L'ombre des drones sur la fintech africaine : quand le cloud devient une cible
Le 2 avril 2026, alors que des millions de Nigérians effectuaient leurs transactions quotidiennes, ils ignoraient que leur argent traversait des serveurs récemment pris pour cible. Depuis le 1er mars, les centres de données AWS aux Émirats Arabes Unis et à Bahreïn subissaient des attaques de drones iraniens. Ces frappes ont révélé une vulnérabilité inattendue : l’infrastructure cloud africaine dépend largement de hubs géopolitiquement exposés.
Une dépendance critique
L’Afrique ne représente que 0,6% de la capacité mondiale des centres de données, malgré une adoption numérique en forte croissance. 109 millions d’Internet users nigérians dépendent ainsi d’infrastructures hébergées en Europe, aux États-Unis ou en Afrique du Sud. Les leaders fintech comme Flutterwave et Paystack traitent des milliards de nairas via des systèmes hors du contrôle nigérian, les exposant à des risques géopolitiques majeurs.
AWS domine le paysage cloud nigérian, avec Paystack, Kuda et PiggyVest parmi ses clients. La région AWS Afrique (Le Cap), lancée en 2020, reste le seul hub complet sur le continent. Bien que des investissements massifs aient été réalisés en Afrique du Sud (15,6 milliards de rands déjà déployés), aucun autre hub complet n’a été annoncé ailleurs en Afrique.
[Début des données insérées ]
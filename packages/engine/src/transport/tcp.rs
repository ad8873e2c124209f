//! Plain TCP sockets on `socket2`

use std::io::{self, Read, Write};
use std::net::SocketAddr;
use std::sync::atomic::{AtomicU64, Ordering};

use socket2::{Domain, Protocol, SockAddr, Type};

use super::{ReadStatus, Socket, SocketFactory, SocketId, Transport, WriteStatus};

static NEXT_SOCKET_ID: AtomicU64 = AtomicU64::new(1);

/// Creates non-blocking TCP sockets
#[derive(Debug, Default, Clone, Copy)]
pub struct Socket2Factory {
    pub nodelay: bool,
}

impl Socket2Factory {
    #[must_use]
    pub fn new() -> Self {
        Self { nodelay: true }
    }
}

impl SocketFactory for Socket2Factory {
    fn open(&mut self, addr: &SocketAddr) -> io::Result<Box<dyn Socket>> {
        let inner = socket2::Socket::new(Domain::for_address(*addr), Type::STREAM, Some(Protocol::TCP))?;
        inner.set_nonblocking(true)?;
        Ok(Box::new(TcpSocket {
            inner,
            id: SocketId(NEXT_SOCKET_ID.fetch_add(1, Ordering::Relaxed)),
            nodelay: self.nodelay,
        }))
    }
}

/// Non-blocking TCP socket
#[derive(Debug)]
pub struct TcpSocket {
    inner: socket2::Socket,
    id: SocketId,
    nodelay: bool,
}

impl Transport for TcpSocket {
    fn id(&self) -> SocketId {
        self.id
    }

    fn read(&mut self, buf: &mut [u8]) -> ReadStatus {
        match self.inner.read(buf) {
            Ok(0) => ReadStatus::Closed,
            Ok(n) => ReadStatus::Data(n),
            Err(e) if e.kind() == io::ErrorKind::WouldBlock || e.kind() == io::ErrorKind::Interrupted => {
                ReadStatus::MoreService
            }
            Err(e) => {
                tracing::debug!(socket = %self.id, error = %e, "read failed");
                ReadStatus::Error
            }
        }
    }

    fn write(&mut self, buf: &[u8]) -> WriteStatus {
        match self.inner.write(buf) {
            Ok(n) => WriteStatus::Written(n),
            Err(e) if e.kind() == io::ErrorKind::WouldBlock || e.kind() == io::ErrorKind::Interrupted => {
                WriteStatus::MoreService
            }
            Err(e) => {
                tracing::debug!(socket = %self.id, error = %e, "write failed");
                WriteStatus::Error
            }
        }
    }
}

impl Socket for TcpSocket {
    fn set_options(&mut self) -> io::Result<()> {
        if self.nodelay {
            self.inner.set_tcp_nodelay(true)?;
        }
        self.inner.set_keepalive(true)
    }

    #[cfg(any(target_os = "android", target_os = "fuchsia", target_os = "linux"))]
    fn bind_interface(&mut self, iface: &str) -> io::Result<()> {
        self.inner.bind_device(Some(iface.as_bytes()))
    }

    #[cfg(not(any(target_os = "android", target_os = "fuchsia", target_os = "linux")))]
    fn bind_interface(&mut self, iface: &str) -> io::Result<()> {
        let addr: std::net::IpAddr = iface
            .parse()
            .map_err(|_| io::Error::new(io::ErrorKind::InvalidInput, "interface must be an address"))?;
        self.inner.bind(&SockAddr::from(SocketAddr::new(addr, 0)))
    }

    fn connect(&mut self, addr: SocketAddr) -> io::Result<()> {
        self.inner.connect(&SockAddr::from(addr))
    }

    fn take_error(&self) -> io::Result<Option<io::Error>> {
        self.inner.take_error()
    }
}
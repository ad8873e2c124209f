use std::net::{IpAddr, ToSocketAddrs};

use super::{Resolve, ResolverError};

/// Blocking resolver backed by the system `getaddrinfo`.
///
/// The lookup blocks the calling worker. Swap in another [`Resolve`] to
/// resolve off-thread.
#[derive(Debug, Default, Clone, Copy)]
pub struct GaiResolver;

impl GaiResolver {
    #[must_use]
    pub fn new() -> Self {
        Self
    }
}

impl Resolve for GaiResolver {
    fn resolve(&mut self, host: &str, ipv6: bool) -> Result<Vec<IpAddr>, ResolverError> {
        if host.is_empty() {
            return Err(ResolverError::InvalidName(String::new()));
        }
        if let Ok(ip) = host.trim_start_matches('[').trim_end_matches(']').parse::<IpAddr>() {
            return Ok(vec![ip]);
        }

        let addrs = (host, 0u16)
            .to_socket_addrs()
            .map_err(|e| ResolverError::lookup(host, e))?;
        let mut ips: Vec<IpAddr> = addrs
            .map(|sa| sa.ip())
            .filter(|ip| ipv6 || ip.is_ipv4())
            .collect();
        ips.dedup();

        tracing::debug!(host, count = ips.len(), ipv6, "resolved");
        if ips.is_empty() {
            return Err(ResolverError::no_addresses(host));
        }
        Ok(ips)
    }
}

#[cfg(test)]
mod tests {
    use super::*;

    #[test]
    fn literal_addresses_skip_lookup() {
        let mut gai = GaiResolver::new();
        let ips = gai.resolve("127.0.0.1", false).expect("literal");
        assert_eq!(ips, vec!["127.0.0.1".parse::<IpAddr>().expect("ip")]);
        let ips = gai.resolve("[::1]", true).expect("literal v6");
        assert_eq!(ips, vec!["::1".parse::<IpAddr>().expect("ip")]);
    }
}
Le test inattendu de la résilience cloud
Les attaques ont prouvé que les hypothèses de redondance multi-zones pouvaient être invalidées par des conflits géographiques. Alors qu’AWS conçoit ses régions avec au moins trois zones de disponibilité indépendantes, les drones iraniens ont frappé plusieurs zones simultanément dans la même région. Cette situation inédite a mis en lumière les limites des modèles de résilience face aux conflits modernes.
Un dilemme réglementaire
Les attaques ont aussi soulevé un problème de conformité. Le déplacement des workloads vers d’autres régions pour rétablir les services peut transférer des données sensibles hors des frontières nationales, créant des risques immédiats au regard de la Nigeria Data Protection Act et de la Kenya Data Protection Act. La résilience architecturale et la souveraineté des données sont ainsi en tension.
Le directeur général de NITDA, Kashifu Inuwa Abdullahi, a répété à plusieurs reprises la nécessité de localiser les infrastructures critiques. Ces événements récent renforcent son argumentaire : l’Afrique doit repenser sa stratégie cloud pour réduire sa dépendance aux hubs externes.
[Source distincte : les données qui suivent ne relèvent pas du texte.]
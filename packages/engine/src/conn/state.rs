//! Role tags and connection states
//!
//! A connection is governed by exactly one role at a time. Its fine-grained
//! state moves along a fixed graph; `can_transition_to` is that graph.

/// The wire protocol currently governing a connection
#[derive(Clone, Copy, Debug, PartialEq, Eq, Hash)]
pub enum RoleTag {
    /// Not yet bound to a protocol
    Unbound,
    H1Client,
    H1Server,
    H2Client,
    H2Server,
    /// websocket over HTTP/1
    Ws1Client,
    Ws1Server,
    /// websocket over an HTTP/2 stream
    Ws2Client,
    Ws2Server,
    RawSocket,
    Cgi,
}

impl RoleTag {
    #[must_use]
    pub fn is_client(self) -> bool {
        matches!(self, Self::H1Client | Self::H2Client | Self::Ws1Client | Self::Ws2Client)
    }

    #[must_use]
    pub fn is_http_client(self) -> bool {
        matches!(self, Self::H1Client | Self::H2Client)
    }

    #[must_use]
    pub fn is_h2(self) -> bool {
        matches!(self, Self::H2Client | Self::H2Server)
    }

    #[must_use]
    pub fn is_ws(self) -> bool {
        matches!(
            self,
            Self::Ws1Client | Self::Ws1Server | Self::Ws2Client | Self::Ws2Server
        )
    }

    #[must_use]
    pub fn is_raw(self) -> bool {
        matches!(self, Self::RawSocket)
    }
}

/// Fine-grained connection state
#[derive(Clone, Copy, Debug, PartialEq, Eq, Hash)]
pub enum LrsState {
    Unconnected,
    WaitingConnect,
    WaitingProxyReply,
    WaitingSocksGreetingReply,
    WaitingSocksAuthReply,
    WaitingSocksConnectReply,
    /// Connected, about to start the handshake
    IssueHandshake,
    /// Ready to send request headers, possibly on a host connection
    IssueHandshake2,
    WaitingSsl,
    H2ClientSendSettings,
    H2WaitingToSendHeaders,
    IssueHttpBody,
    WaitingServerReply,
    Headers,
    Body,
    Established,
    ReturnedClose,
    WaitingToSendClose,
    AwaitingCloseAck,
    FlushingBeforeClose,
    Shutdown,
    DeadSocket,
}

impl LrsState {
    /// Close handshake in progress: only control packets matter
    #[must_use]
    pub fn is_closing(self) -> bool {
        matches!(
            self,
            Self::ReturnedClose | Self::WaitingToSendClose | Self::AwaitingCloseAck
        )
    }

    /// States in which payload writes reach the wire
    #[must_use]
    pub fn accepts_payload(self) -> bool {
        matches!(
            self,
            Self::Established
                | Self::H2WaitingToSendHeaders
                | Self::WaitingServerReply
                | Self::IssueHttpBody
                | Self::Headers
                | Self::Body
        )
    }

    /// Whether a POLLOUT may be acted on in this state
    #[must_use]
    pub fn can_handle_pollout(self) -> bool {
        !matches!(self, Self::Unconnected | Self::DeadSocket | Self::Shutdown)
    }

    /// The legal transition graph. Every state may be left for the
    /// teardown states; everything else is listed edge by edge.
    #[must_use]
    pub fn can_transition_to(self, next: Self) -> bool {
        use LrsState::{
            AwaitingCloseAck, Body, DeadSocket, Established, FlushingBeforeClose, H2ClientSendSettings,
            H2WaitingToSendHeaders, Headers, IssueHandshake, IssueHandshake2, IssueHttpBody, ReturnedClose, Shutdown,
            Unconnected, WaitingConnect, WaitingProxyReply, WaitingServerReply, WaitingSocksAuthReply,
            WaitingSocksConnectReply, WaitingSocksGreetingReply, WaitingSsl, WaitingToSendClose,
        };

        if self == next {
            return true;
        }
        match (self, next) {
            (DeadSocket, _) => false,
            (Shutdown, next) => next == DeadSocket,
            (FlushingBeforeClose, next) => matches!(next, Shutdown | DeadSocket),
            (_, FlushingBeforeClose | Shutdown | DeadSocket) => true,

            (Unconnected, next) => matches!(
                next,
                WaitingConnect | IssueHandshake2 | H2WaitingToSendHeaders | Headers | Established
            ),
            (WaitingConnect, next) => matches!(
                next,
                WaitingSsl | WaitingProxyReply | WaitingSocksGreetingReply | IssueHandshake
            ),
            (WaitingSsl | WaitingProxyReply | WaitingSocksConnectReply, next) => next == IssueHandshake,
            (WaitingSocksGreetingReply, next) => matches!(next, WaitingSocksAuthReply | WaitingSocksConnectReply),
            (WaitingSocksAuthReply, next) => next == WaitingSocksConnectReply,
            (IssueHandshake, next) => matches!(next, H2ClientSendSettings | IssueHandshake2),
            (H2ClientSendSettings, next) => next == H2WaitingToSendHeaders,
            // a queued waiter restarts on its own connection
            (IssueHandshake2, next) => matches!(next, IssueHttpBody | WaitingServerReply | Unconnected),
            (H2WaitingToSendHeaders, next) => matches!(next, IssueHttpBody | WaitingServerReply | Established),
            (IssueHttpBody, next) => next == WaitingServerReply,
            // redirects start over from Unconnected
            (WaitingServerReply, next) => matches!(next, Established | Unconnected),
            (Headers, next) => matches!(next, Body | Established),
            (Body, next) => matches!(next, Headers | Established),
            (Established, next) => matches!(
                next,
                WaitingServerReply | Unconnected | ReturnedClose | WaitingToSendClose
            ),
            (WaitingToSendClose, next) => next == AwaitingCloseAck,
            (ReturnedClose | AwaitingCloseAck, _) => false,
        }
    }
}

#[cfg(test)]
mod tests {
    use super::*;

    #[test]
    fn closing_states_never_reopen() {
        assert!(!LrsState::ReturnedClose.can_transition_to(LrsState::Established));
        assert!(!LrsState::AwaitingCloseAck.can_transition_to(LrsState::Unconnected));
        assert!(LrsState::WaitingToSendClose.can_transition_to(LrsState::AwaitingCloseAck));
        assert!(LrsState::AwaitingCloseAck.can_transition_to(LrsState::DeadSocket));
        assert!(!LrsState::DeadSocket.can_transition_to(LrsState::Shutdown));
    }

    #[test]
    fn connect_phase_is_entered_only_from_unconnected() {
        assert!(LrsState::Unconnected.can_transition_to(LrsState::WaitingConnect));
        assert!(LrsState::WaitingConnect.can_transition_to(LrsState::WaitingSocksGreetingReply));
        assert!(!LrsState::Established.can_transition_to(LrsState::WaitingConnect));
        assert!(LrsState::WaitingServerReply.can_transition_to(LrsState::Unconnected));
    }

    #[test]
    fn unlisted_edges_are_refused() {
        assert!(!LrsState::Unconnected.can_transition_to(LrsState::WaitingServerReply));
        assert!(!LrsState::Unconnected.can_transition_to(LrsState::AwaitingCloseAck));
        assert!(!LrsState::WaitingProxyReply.can_transition_to(LrsState::Established));
        assert!(!LrsState::WaitingSocksAuthReply.can_transition_to(LrsState::WaitingSocksGreetingReply));
        assert!(!LrsState::IssueHttpBody.can_transition_to(LrsState::IssueHandshake2));
        assert!(!LrsState::Headers.can_transition_to(LrsState::WaitingToSendClose));
        assert!(!LrsState::Shutdown.can_transition_to(LrsState::FlushingBeforeClose));
        assert!(!LrsState::FlushingBeforeClose.can_transition_to(LrsState::AwaitingCloseAck));
    }

    #[test]
    fn client_and_websocket_paths_are_listed() {
        let client = [
            LrsState::Unconnected,
            LrsState::WaitingConnect,
            LrsState::WaitingSocksGreetingReply,
            LrsState::WaitingSocksAuthReply,
            LrsState::WaitingSocksConnectReply,
            LrsState::IssueHandshake,
            LrsState::IssueHandshake2,
            LrsState::IssueHttpBody,
            LrsState::WaitingServerReply,
            LrsState::Established,
        ];
        for pair in client.windows(2) {
            assert!(pair[0].can_transition_to(pair[1]), "{:?} -> {:?}", pair[0], pair[1]);
        }

        let closing = [
            LrsState::Established,
            LrsState::WaitingToSendClose,
            LrsState::AwaitingCloseAck,
            LrsState::DeadSocket,
        ];
        for pair in closing.windows(2) {
            assert!(pair[0].can_transition_to(pair[1]), "{:?} -> {:?}", pair[0], pair[1]);
        }
        assert!(LrsState::Established.can_transition_to(LrsState::ReturnedClose));
        assert!(LrsState::ReturnedClose.can_transition_to(LrsState::FlushingBeforeClose));
        assert!(LrsState::Headers.can_transition_to(LrsState::Established));
    }
}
Une leçon pour les startups
Les 25 startups de l’AWS FinTech Africa Accelerator 2023 (dont 11 nigérianes) ont reçu jusqu’à 25 000$ de crédits AWS, les engageant dès leur création dans une dépendance technologique profonde. Pour ces jeunes pousses, diversifier les infrastructures plus tard est coûteux et disruptif, ce qui renforce leur dépendance à AWS.
Ces attaques rappellent une vérité cruciale : l’infrastructure cloud n’est pas neutre géopolitiquement. Pour les fintechs africaines, l’enjeu est désormais de concilier résilience opérationnelle et souveraineté numérique, tout en naviguant dans un paysage géopolitique de plus en plus incertain.